I gradually built towards climax with the help of a genuinely loving partner, lots of extremely honest conversations and this one time where we had sex while roasting a chicken. This is not a euphemism; focusing my mind on the potentially burning potatoes really freed up the rest of my body. When it finally happened, it was completely by surprise (my orgasm, I mean, not the potatoes burning). The sense of totally giving myself over to my body, letting pure sensation lead the way, was so overwhelming that I burst into tears.  
I created the podcast Come As You Are after realising that the way I frame and treat my body can have a tangible impact on my pleasure.
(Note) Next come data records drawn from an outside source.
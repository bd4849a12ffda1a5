use anyhow::Result;
use clap::Parser;
use dotenv::dotenv;
use tracing::{error, info};
use tracing_subscriber::{layer::SubscriberExt, util::SubscriberInitExt};

use application::connect_session;
use infrastructure::SessionConfig;
use psu_cli::{Command, Overrides, execute};

#[derive(Parser, Debug)]
#[command(author, version, about, long_about = None)]
struct Args {
    /// Path to config directory (optional)
    #[arg(long)]
    config_dir: Option<String>,

    /// Talk to the built-in simulated PSU
    #[arg(long)]
    simulate: bool,

    /// Serial port of the instrument (e.g. /dev/ttyACM0, COM3)
    #[arg(long)]
    port: Option<String>,

    /// TCP address of the instrument: host, host:port or [ipv6]:port
    #[arg(long)]
    host: Option<String>,

    /// Reply timeout in milliseconds
    #[arg(long)]
    timeout_ms: Option<u64>,

    #[command(subcommand)]
    command: Command,
}

async fn run() -> Result<()> {
    dotenv().ok();

    tracing_subscriber::registry()
        .with(tracing_subscriber::EnvFilter::new(
            std::env::var("RUST_LOG").unwrap_or_else(|_| "info,psu_cli=debug".into()),
        ))
        .with(tracing_subscriber::fmt::layer().with_writer(std::io::stderr))
        .init();

    let args = Args::parse();

    // Run from the workspace root during development
    let config_dir = args.config_dir.clone().unwrap_or_else(|| {
        let dev_dir = "crates/psu-cli/config";
        if std::path::Path::new(dev_dir).exists() {
            dev_dir.to_string()
        } else {
            "config".to_string()
        }
    });
    info!(config_dir = %config_dir, "Loading configuration");

    let mut config = SessionConfig::load(&config_dir)?;
    Overrides {
        simulate: args.simulate,
        port: args.port,
        host: args.host,
        timeout_ms: args.timeout_ms,
    }
    .apply(&mut config)?;

    let mut instrument = connect_session(&config).await?;
    let result = execute(&mut instrument, &args.command).await;
    if let Err(e) = instrument.close().await {
        error!(error = %e, "Failed to close instrument session");
    }

    let output = result?;
    if !output.is_empty() {
        println!("{}", output);
    }
    Ok(())
}

fn main() {
    let result = tokio::runtime::Runtime::new()
        .map_err(anyhow::Error::from)
        .and_then(|rt| rt.block_on(run()));
    if let Err(e) = result {
        error!("Fatal error: {:#}", e);
        eprintln!("\nError: {:#}", e);
        std::process::exit(1);
    }
}
use std::fmt;

use serde::{Deserialize, Serialize};

use crate::error::ValidationError;

/// A value travelling between the caller and a control
#[derive(Debug, Clone, PartialEq, Serialize, Deserialize)]
#[serde(untagged)]
pub enum ControlValue {
    Number(f64),
    Text(String),
}

impl ControlValue {
    pub fn as_f64(&self) -> Option<f64> {
        match self {
            Self::Number(n) => Some(*n),
            Self::Text(_) => None,
        }
    }

    pub fn as_text(&self) -> Option<&str> {
        match self {
            Self::Text(s) => Some(s),
            Self::Number(_) => None,
        }
    }

    /// Numeric payload, or a type error naming what was found instead
    pub fn expect_number(&self) -> Result<f64, ValidationError> {
        match self {
            Self::Number(n) if n.is_nan() => Err(ValidationError::Type {
                expected: "a number",
                found: "NaN".to_string(),
            }),
            Self::Number(n) => Ok(*n),
            Self::Text(s) => Err(ValidationError::Type {
                expected: "a number",
                found: format!("text {:?}", s),
            }),
        }
    }

    pub fn expect_text(&self) -> Result<&str, ValidationError> {
        match self {
            Self::Text(s) => Ok(s),
            Self::Number(n) => Err(ValidationError::Type {
                expected: "text",
                found: format!("number {}", format_number(*n)),
            }),
        }
    }

    pub fn kind(&self) -> &'static str {
        match self {
            Self::Number(_) => "number",
            Self::Text(_) => "text",
        }
    }
}

/// Shortest form that parses back to the same `f64`, no padding.
///
/// Decimal exponents below -4 or from 16 up switch to exponent notation
/// (`1e-9`, `1.5e300`), like `%g`.
pub fn format_number(value: f64) -> String {
    if value == 0.0 {
        // -0.0 would otherwise render as "-0"
        return "0".to_string();
    }
    let scientific = format!("{:e}", value);
    let exponent = scientific
        .rsplit_once('e')
        .and_then(|(_, e)| e.parse::<i32>().ok())
        .unwrap_or(0);
    if (-4..16).contains(&exponent) {
        format!("{}", value)
    } else {
        scientific
    }
}

impl fmt::Display for ControlValue {
    fn fmt(&self, f: &mut fmt::Formatter<'_>) -> fmt::Result {
        match self {
            Self::Number(n) => f.write_str(&format_number(*n)),
            Self::Text(s) => f.write_str(s),
        }
    }
}

impl From<f64> for ControlValue {
    fn from(value: f64) -> Self {
        Self::Number(value)
    }
}

impl From<f32> for ControlValue {
    fn from(value: f32) -> Self {
        Self::Number(f64::from(value))
    }
}

impl From<i32> for ControlValue {
    fn from(value: i32) -> Self {
        Self::Number(f64::from(value))
    }
}

impl From<u32> for ControlValue {
    fn from(value: u32) -> Self {
        Self::Number(f64::from(value))
    }
}

impl From<&str> for ControlValue {
    fn from(value: &str) -> Self {
        Self::Text(value.to_string())
    }
}

impl From<String> for ControlValue {
    fn from(value: String) -> Self {
        Self::Text(value)
    }
}

/// Declared type of a control's value
#[derive(Debug, Clone, Copy, PartialEq, Eq, Hash, Serialize, Deserialize, Default)]
pub enum ValueType {
    #[default]
    Float,
    Integer,
    Text,
}

impl ValueType {
    pub fn is_numeric(&self) -> bool {
        matches!(self, Self::Float | Self::Integer)
    }

    pub fn as_str(&self) -> &'static str {
        match self {
            Self::Float => "float",
            Self::Integer => "integer",
            Self::Text => "text",
        }
    }
}

#[cfg(test)]
mod tests {
    use super::*;

    #[test]
    fn test_format_number_is_shortest_round_trip() {
        assert_eq!(format_number(42.5), "42.5");
        assert_eq!(format_number(300.0), "300");
        assert_eq!(format_number(0.1), "0.1");
        assert_eq!(format_number(-0.0), "0");
        assert_eq!(format_number(12.345678901234), "12.345678901234");
        assert_eq!(format_number(0.0001), "0.0001");
    }

    #[test]
    fn test_format_number_uses_exponent_for_extreme_magnitudes() {
        assert_eq!(format_number(1e300), "1e300");
        assert_eq!(format_number(-2.5e-9), "-2.5e-9");
        assert_eq!(format_number(1e16), "1e16");
        assert_eq!(format_number(1234567890123456.0), "1234567890123456");
        assert_eq!(format_number(1e-9).parse::<f64>().unwrap(), 1e-9);
    }

    #[test]
    fn test_expect_number_rejects_text_and_nan() {
        assert_eq!(ControlValue::from(3).expect_number(), Ok(3.0));
        assert!(matches!(
            ControlValue::from("3").expect_number(),
            Err(ValidationError::Type { .. })
        ));
        assert!(ControlValue::Number(f64::NAN).expect_number().is_err());
    }

    #[test]
    fn test_untagged_serialization() {
        let values: Vec<ControlValue> = serde_json::from_str(r#"[1.5, "ON"]"#).unwrap();
        assert_eq!(
            values,
            vec![ControlValue::Number(1.5), ControlValue::Text("ON".into())]
        );
    }

    #[test]
    fn test_display() {
        assert_eq!(ControlValue::from(80.0).to_string(), "80");
        assert_eq!(ControlValue::from("OFF").to_string(), "OFF");
    }
}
I wanted to provide a platform for other women and non-binary folks to come to the same understanding and to discuss their relationship with orgasm — a word that, for me, captures one’s relationship with satisfaction, other people and sense of self. 
Along the way I’ve interviewed infectiously funny comedians like Desiree Burch, who discussed working as a dominatrix in New York before she’d ever had penetrative sex; Jodie Mitchell, who described overcoming internalised butchphobia and the transformative power of drag; and Karen Hobbs, a cervical cancer survivor whose irreverent approach to life is just the injection of hope and humour we need right now. Every time we get to the question – what does it feel like when you orgasm? – the descriptions are wildly, wonderfully different. But it’s always a pleasure.